Average Life Expectancy Headed for 100

And many of us are well on the way.


----------



## Knightofalbion (Jan 18, 2015)

Keeping people 'alive' for longer is one thing ...

*Quality of life *is something else entirely.

It will indeed be something for them to crow about when, and if, they can do both ...


----------



## Raven (Jan 18, 2015)

The quality of life is what is most important, not the number of years.
I would not want to live to 100 unless I could look after myself and get around on my own two feet.
Also important is to have a sharp mind and good memory.  
Living to an old age with dementia is a nightmare!


----------



## Lady (Jan 18, 2015)

Raven said:


> The quality of life is what is most important, not the number of years.
> I would not want to live to 100 unless I could look after myself and get around on my own two feet.
> Also important is to have a sharp mind and good memory.
> Living to an old age with dementia is a nightmare!

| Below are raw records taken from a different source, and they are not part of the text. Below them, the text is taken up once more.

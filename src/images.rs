use std::path::{Path, PathBuf};
use std::time::Duration;

use reqwest::header::CONTENT_TYPE;
use reqwest::Client;
use sha2::{Digest, Sha256};
use tracing::{debug, info};
use url::Url;

use crate::app::{Result, RednoteError};

const USER_AGENT: &str = concat!("rednote/", env!("CARGO_PKG_VERSION"));
const KNOWN_EXTENSIONS: [&str; 6] = ["jpg", "jpeg", "png", "gif", "webp", "bmp"];

/// Turns publish image entries into local files.
///
/// `http://` and `https://` entries are downloaded into a cache directory;
/// anything else must be an existing local path and is passed through.
pub struct ImageResolver {
    client: Client,
    cache_dir: PathBuf,
}

impl ImageResolver {
    pub fn new(cache_dir: impl Into<PathBuf>) -> Result<Self> {
        let client = Client::builder()
            .timeout(Duration::from_secs(30))
            .gzip(true)
            .brotli(true)
            .user_agent(USER_AGENT)
            .build()?;

        Ok(Self {
            client,
            cache_dir: cache_dir.into(),
        })
    }

    pub fn default_cache_dir() -> PathBuf {
        dirs::cache_dir()
            .unwrap_or_else(std::env::temp_dir)
            .join("rednote")
            .join("images")
    }

    /// Resolve every entry, preserving order.
    pub async fn resolve(&self, images: &[String]) -> Result<Vec<PathBuf>> {
        if images.is_empty() {
            return Err(RednoteError::Validation("at least one image is required".into()));
        }

        let mut paths = Vec::with_capacity(images.len());
        for entry in images {
            let entry = entry.trim();
            let path = if is_remote(entry) {
                self.download(entry).await?
            } else {
                local_path(entry)?
            };
            paths.push(path);
        }
        Ok(paths)
    }

    async fn download(&self, url: &str) -> Result<PathBuf> {
        let parsed = Url::parse(url)?;
        if let Some(ext) = extension_from_url(&parsed) {
            let cached = self.cache_dir.join(cache_file_name(url, ext));
            if cached.exists() {
                debug!(url, path = %cached.display(), "Image already cached");
                return Ok(cached);
            }
        }

        let response = self.client.get(parsed.clone()).send().await?;
        response.error_for_status_ref()?;

        let ext = extension_from_url(&parsed)
            .or_else(|| {
                response
                    .headers()
                    .get(CONTENT_TYPE)
                    .and_then(|v| v.to_str().ok())
                    .and_then(extension_from_content_type)
            })
            .unwrap_or("jpg");
        let body = response.bytes().await?;

        tokio::fs::create_dir_all(&self.cache_dir).await?;
        let path = self.cache_dir.join(cache_file_name(url, ext));
        tokio::fs::write(&path, &body).await?;

        info!(url, path = %path.display(), bytes = body.len(), "Downloaded image");
        Ok(path)
    }
}

pub fn is_remote(entry: &str) -> bool {
    entry.starts_with("http://") || entry.starts_with("https://")
}

fn local_path(entry: &str) -> Result<PathBuf> {
    let path = Path::new(entry);
    if !path.is_file() {
        return Err(RednoteError::Validation(format!(
            "image file not found: {}",
            entry
        )));
    }
    Ok(path.to_path_buf())
}

/// Stable cache file name for `url`.
pub fn cache_file_name(url: &str, ext: &str) -> String {
    let mut hasher = Sha256::new();
    hasher.update(url.as_bytes());
    format!("{}.{}", hex::encode(hasher.finalize()), ext)
}

fn extension_from_url(url: &Url) -> Option<&'static str> {
    let last = url.path_segments()?.next_back()?;
    let (_, ext) = last.rsplit_once('.')?;
    let ext = ext.to_ascii_lowercase();
    KNOWN_EXTENSIONS.iter().copied().find(|known| *known == ext)
}

fn extension_from_content_type(content_type: &str) -> Option<&'static str> {
    let mime = content_type.split(';').next()?.trim();
    match mime {
        "image/jpeg" | "image/jpg" => Some("jpg"),
        "image/png" => Some("png"),
        "image/gif" => Some("gif"),
        "image/webp" => Some("webp"),
        "image/bmp" => Some("bmp"),
        _ => None,
    }
}

#[cfg(test)]
mod tests {
    use super::*;
    use tempfile::tempdir;
    use tokio_test::{assert_err, assert_ok};

    #[tokio::test]
    async fn test_local_paths_pass_through_in_order() {
        let dir = tempdir().unwrap();
        let a = dir.path().join("a.png");
        let b = dir.path().join("b.jpg");
        std::fs::write(&a, b"a").unwrap();
        std::fs::write(&b, b"b").unwrap();

        let resolver = ImageResolver::new(dir.path().join("cache")).unwrap();
        let entries = vec![
            b.to_string_lossy().into_owned(),
            a.to_string_lossy().into_owned(),
        ];

        let paths = assert_ok!(resolver.resolve(&entries).await);
        assert_eq!(paths, vec![b, a]);
    }

    #[tokio::test]
    async fn test_missing_local_file_is_validation_error() {
        let dir = tempdir().unwrap();
        let resolver = ImageResolver::new(dir.path()).unwrap();
        let missing = dir.path().join("missing.jpg").to_string_lossy().into_owned();

        let err = assert_err!(resolver.resolve(&[missing]).await);
        assert!(matches!(err, RednoteError::Validation(_)));
    }

    #[tokio::test]
    async fn test_empty_list_is_validation_error() {
        let resolver = ImageResolver::new(std::env::temp_dir()).unwrap();
        assert!(matches!(
            resolver.resolve(&[]).await,
            Err(RednoteError::Validation(_))
        ));
    }

    #[tokio::test]
    async fn test_cached_download_is_reused() {
        let dir = tempdir().unwrap();
        let url = "https://img.example.test/photos/cup.PNG?x=1";
        let cached = dir.path().join(cache_file_name(url, "png"));
        std::fs::write(&cached, b"png").unwrap();

        let resolver = ImageResolver::new(dir.path()).unwrap();
        let paths = resolver.resolve(&[url.to_string()]).await.unwrap();
        assert_eq!(paths, vec![cached]);
    }

    #[test]
    fn test_cache_file_name_is_stable_hex() {
        let a = cache_file_name("https://x/1.jpg", "jpg");
        assert_eq!(a, cache_file_name("https://x/1.jpg", "jpg"));
        assert_ne!(a, cache_file_name("https://x/2.jpg", "jpg"));
        assert_eq!(a.len(), 64 + ".jpg".len());
    }

    #[test]
    fn test_extension_detection() {
        let url = Url::parse("https://x/a/b.WebP").unwrap();
        assert_eq!(extension_from_url(&url), Some("webp"));
        let url = Url::parse("https://x/a/b").unwrap();
        assert_eq!(extension_from_url(&url), None);

        assert_eq!(extension_from_content_type("image/png; charset=binary"), Some("png"));
        assert_eq!(extension_from_content_type("text/html"), None);
    }

    #[test]
    fn test_is_remote() {
        assert!(is_remote("https://x/y.jpg"));
        assert!(is_remote("http://x/y.jpg"));
        assert!(!is_remote("/home/me/y.jpg"));
        assert!(!is_remote("ftp://x/y.jpg"));
    }
}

Agree to all of this , I would hate to live to a 100  sitting in a Care home  waiting for the end .


----------



## SeaBreeze (Jan 18, 2015)




----------



## Denise1952 (Jan 18, 2015)

SeaBreeze said:


> 100 years old, that it the direction of the average life expectancy. http://www.telegraph.co.uk/news/politics/11348561/Average-life-expectancy-heading-for-100.html



Am I understanding that about people living longer, but not healthier?

At first I thought it was living longer due to medical breakthroughs.  I did read the article but I'm not understanding how they get the projection, how do they determine/guess at that?  I saw where it said because of "increased" population, so maybe that's it in a nutshell.  If there are 20 people, 2 are likely to live to 100, let's say.  So if there are 40 people 4 (an increase) may live to 100.  Is that it?  Interesting info, thanks SB, denise


----------



## Denise1952 (Jan 18, 2015)

Raven said:


> The quality of life is what is most important, not the number of years.
> I would not want to live to 100 unless I could look after myself and get around on my own two feet.
> Also important is to have a sharp mind and good memory.
> Living to an old age with dementia is a nightmare!



Totally with you Raven.  I can't help but think we are contracting more diseases/conditions then we are curing these days.  In 2057 just sounds people will be suffering longer


----------



## flowerchild (Jan 18, 2015)

I totally believe quality of life is more important than Years of life. 
I sincerely think with the rise in diabetes, cancers, heart disease on the rise and medical science finds a cure  people will not be living as long as all that.  
Genetics is a major factor in all this as well. 
Just my imo. The younger generation tho is a more health conscious generation than mine. So in that regard it may happen.


----------



## Debby (Jan 19, 2015)

That 100 year old woman looked fabulous!  My gosh, I would have thought she was in her early 80's.  
It's either great genes (her skin looks so good and relatively unwrinkled) or maybe it's got something to do with intensive exercising apparently helping your body restart/continue producing and releasing human growth hormones?    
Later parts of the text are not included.